First, fashion retailer Hugo Boss UK Limited was fined £1.2 million with costs of nearly £47,000 following a prosecution relating to a fatal incident at one of the brand’s outlets in June 2013, when a small child died after a free-standing mirror fell on him.

Then, Oscar's Wine Bar in South Yorkshire was fined £100,000 and ordered to pay £40,000 in costs after a barman gave a potentially lethal liquid nitrogen cocktail to a teenage girl, resulting in her having her stomach removed. 

Under the existing 2010 sentencing guidelines, concerns have been expressed around the inexperience and inconsistency of magistrates and judges leading to fines being imposed that are too low relative to the harm caused, culpability and means.   As a result, following recent consultation, it’s expected that the Sentencing Council will soon publish guidelines that take account of these factors.  

Courts would first consider harm and culpability factors so as to categorise the seriousness of the offence.  This would be put together with the financial standing of the company, with organisations banded from micro to large, to produce a predicted compensation figure.

Dafydd Roberts, Regulatory Law expert with Gamlins Law: “These are both tragic cases, for which no amount of compensation could replace the loss of life or health, but the level of fine is much higher than generally seen in the past, and it seems that the courts are acting in the spirit and ethos of the expected new guidelines, even though nothing has been published yet.”

He added:  “Businesses need to sit up and take notice.  No one wants to be responsible for such accidents, and the best way to avoid that is by making sure that health and safety systems are not just in place, but properly managed and regularly reviewed.  Employees need to have safety at the forefront of their daily activities, and be aware of how it helps to protect both fellow workers and customers. 

“If the employee manual and employment contracts aren’t clear, then now is the time to review them.  Having really robust health and safety policies, regularly reviewed and properly carried out in practice, will go a long way towards providing a defence against any criminal liability, and may provide a defence or at least mitigation against a negligence claim.”

 

Wednesday, 23 September 2015

Health and Safety Dismissals: Knee Jerk Reactions



In Newbound v Thames Water Utilities, the Court of Appeal upheld an ET decision that the dismissal of an employee for gross misconduct, even after a serious breach of health and safety rules (including failure to wear breathing apparatus in a sewer) was unfair.

Employers have traditionally felt relatively safe dismissing an employee on health and safety grounds, particularly as the sanctions for breach of health and safety for employers can be so severe (think high financial penalties and criminal records). Establishing therefore that a decision was reasonable in the circumstances did not cause employers much reason to lose sleep.

In Newbound, the CA attached significance to the evidence that there had been a lack of training in new procedures and that Mr Newbound had been treated differently to another employee who was not dismissed in similar circumstances.
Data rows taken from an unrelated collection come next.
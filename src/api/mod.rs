mod handlers;

use std::sync::{Arc, Mutex};

use axum::{
    routing::{delete, get, post, put},
    Router,
};
use tower_http::{cors::CorsLayer, trace::TraceLayer};

use umlkit_core::db::Database;
use umlkit_core::observer::{EventLog, TracingObserver};
use umlkit_core::Store;

/// Shared state behind the HTTP API.
///
/// The store sits behind a single mutex so that each request's
/// validate → mutate → cascade → notify sequence runs as one unit.
#[derive(Clone)]
pub struct AppState {
    store: Arc<Mutex<Store>>,
    db: Database,
    events: Arc<EventLog>,
}

impl AppState {
    pub fn new(db: Database, event_log_capacity: usize) -> Self {
        let events = Arc::new(EventLog::new(event_log_capacity));
        let mut store = Store::new();
        store.attach(events.clone());
        store.attach(Arc::new(TracingObserver));

        Self {
            store: Arc::new(Mutex::new(store)),
            db,
            events,
        }
    }
}

pub fn create_router(state: AppState) -> Router {
    let api = Router::new()
        // Whole model
        .route("/model", get(handlers::export_model))
        .route("/model", put(handlers::import_model))
        .route("/model", delete(handlers::clear_model))
        .route("/model/render", get(handlers::render_model))
        // Classes
        .route("/classes", get(handlers::list_classes))
        .route("/classes", post(handlers::add_class))
        .route("/classes/{class}", get(handlers::get_class))
        .route("/classes/{class}", put(handlers::rename_class))
        .route("/classes/{class}", delete(handlers::delete_class))
        // Fields
        .route("/classes/{class}/fields", post(handlers::add_field))
        .route("/classes/{class}/fields/{field}", put(handlers::rename_field))
        .route("/classes/{class}/fields/{field}", delete(handlers::delete_field))
        // Methods
        .route("/classes/{class}/methods", post(handlers::add_method))
        .route("/classes/{class}/methods/{method}", put(handlers::rename_method))
        .route("/classes/{class}/methods/{method}", delete(handlers::delete_method))
        // Parameters
        .route("/classes/{class}/methods/{method}/params", post(handlers::add_parameter))
        .route("/classes/{class}/methods/{method}/params", put(handlers::replace_parameters))
        .route("/classes/{class}/methods/{method}/params/{param}", put(handlers::rename_parameter))
        .route("/classes/{class}/methods/{method}/params/{param}", delete(handlers::delete_parameter))
        // Relationships
        .route("/relationships", get(handlers::list_relationships))
        .route("/relationships", post(handlers::add_relationship))
        .route("/relationships/{source}/{destination}", put(handlers::change_relationship_type))
        .route("/relationships/{source}/{destination}", delete(handlers::delete_relationship))
        // Events
        .route("/events", get(handlers::list_events))
        // Saved models
        .route("/saves", get(handlers::list_saves))
        .route("/saves", post(handlers::save_model))
        .route("/saves/{name}/load", post(handlers::load_model))
        .route("/saves/{name}", delete(handlers::delete_save))
        // Health
        .route("/health", get(handlers::health));

    Router::new()
        .nest("/api/v1", api)
        .layer(TraceLayer::new_for_http())
        .layer(CorsLayer::permissive())
        .with_state(state)
}
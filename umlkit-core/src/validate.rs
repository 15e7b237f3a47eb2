//! Existence checks that gate every mutating store operation.
//!
//! One predicate, [`exists`], covers both directions: with
//! `should_exist = true` it demands the target is present (delete, rename
//! from), with `should_exist = false` it demands the target is absent (add,
//! rename to).

use crate::error::{EntityKind, ModelError, Result};
use crate::store::Store;

/// An entity addressed by its current name(s).
#[derive(Debug, Clone, Copy, PartialEq, Eq)]
pub enum Target<'a> {
    Class(&'a str),
    Field {
        class: &'a str,
        field: &'a str,
    },
    Method {
        class: &'a str,
        method: &'a str,
    },
    Parameter {
        class: &'a str,
        method: &'a str,
        parameter: &'a str,
    },
    Relationship {
        source: &'a str,
        destination: &'a str,
    },
}

impl Target<'_> {
    pub fn kind(&self) -> EntityKind {
        match self {
            Self::Class(_) => EntityKind::Class,
            Self::Field { .. } => EntityKind::Field,
            Self::Method { .. } => EntityKind::Method,
            Self::Parameter { .. } => EntityKind::Parameter,
            Self::Relationship { .. } => EntityKind::Relationship,
        }
    }

    /// Name used in error messages.
    pub fn label(&self) -> String {
        match self {
            Self::Class(name) => (*name).to_string(),
            Self::Field { class, field } => format!("{class}.{field}"),
            Self::Method { class, method } => format!("{class}.{method}"),
            Self::Parameter {
                class,
                method,
                parameter,
            } => format!("{class}.{method}({parameter})"),
            Self::Relationship {
                source,
                destination,
            } => format!("{source} -> {destination}"),
        }
    }

    /// Whether the store currently holds this target. A member whose owner
    /// is missing is absent.
    pub fn is_present(&self, store: &Store) -> bool {
        match *self {
            Self::Class(name) => store.class(name).is_some(),
            Self::Field { class, field } => store.class(class).is_some_and(|c| c.has_field(field)),
            Self::Method { class, method } => {
                store.class(class).is_some_and(|c| c.has_method(method))
            }
            Self::Parameter {
                class,
                method,
                parameter,
            } => store
                .class(class)
                .and_then(|c| c.method(method))
                .is_some_and(|m| m.has_parameter(parameter)),
            Self::Relationship {
                source,
                destination,
            } => store.relationship(source, destination).is_some(),
        }
    }
}

/// Succeeds when the presence of `target` matches `should_exist`.
pub fn exists(store: &Store, target: Target<'_>, should_exist: bool) -> Result<()> {
    match (target.is_present(store), should_exist) {
        (false, true) => Err(ModelError::not_found(target.kind(), target.label())),
        (true, false) => Err(ModelError::already_exists(target.kind(), target.label())),
        _ => Ok(()),
    }
}

/// `current` must exist and `new` must not.
pub fn can_rename(store: &Store, current: Target<'_>, new: Target<'_>) -> Result<()> {
    exists(store, current, true)?;
    exists(store, new, false)
}

/// Repeated names in `names`, each reported once, in order of first repeat.
pub fn duplicates<S: AsRef<str>>(names: &[S]) -> Vec<String> {
    let mut seen: Vec<&str> = Vec::with_capacity(names.len());
    let mut repeated: Vec<String> = Vec::new();
    for name in names {
        let name = name.as_ref();
        if seen.contains(&name) {
            if !repeated.iter().any(|r| r == name) {
                repeated.push(name.to_string());
            }
        } else {
            seen.push(name);
        }
    }
    repeated
}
The CA also approved the tribunal’s finding that Mr Newbound had a 34 year record with a clean disciplinary record. It was considered insufficient weight had been attached to this by the employer.

 

Monday, 21 September 2015

Countdown to new consumer laws



Businesses have until 1st October to get ready for new consumer rights and dispute resolution procedures

 

Consumers have new rights from October, including a 30-day period to claim a full refund on faulty goods and, for the first time, protections on digital content purchases.  They can also challenge unfair or hidden trading terms.  

The Consumer Rights Act 2015 consolidates eight pieces of separate legislation in this area and whilst most of the changes are updates to existing laws, there are some important new areas covered.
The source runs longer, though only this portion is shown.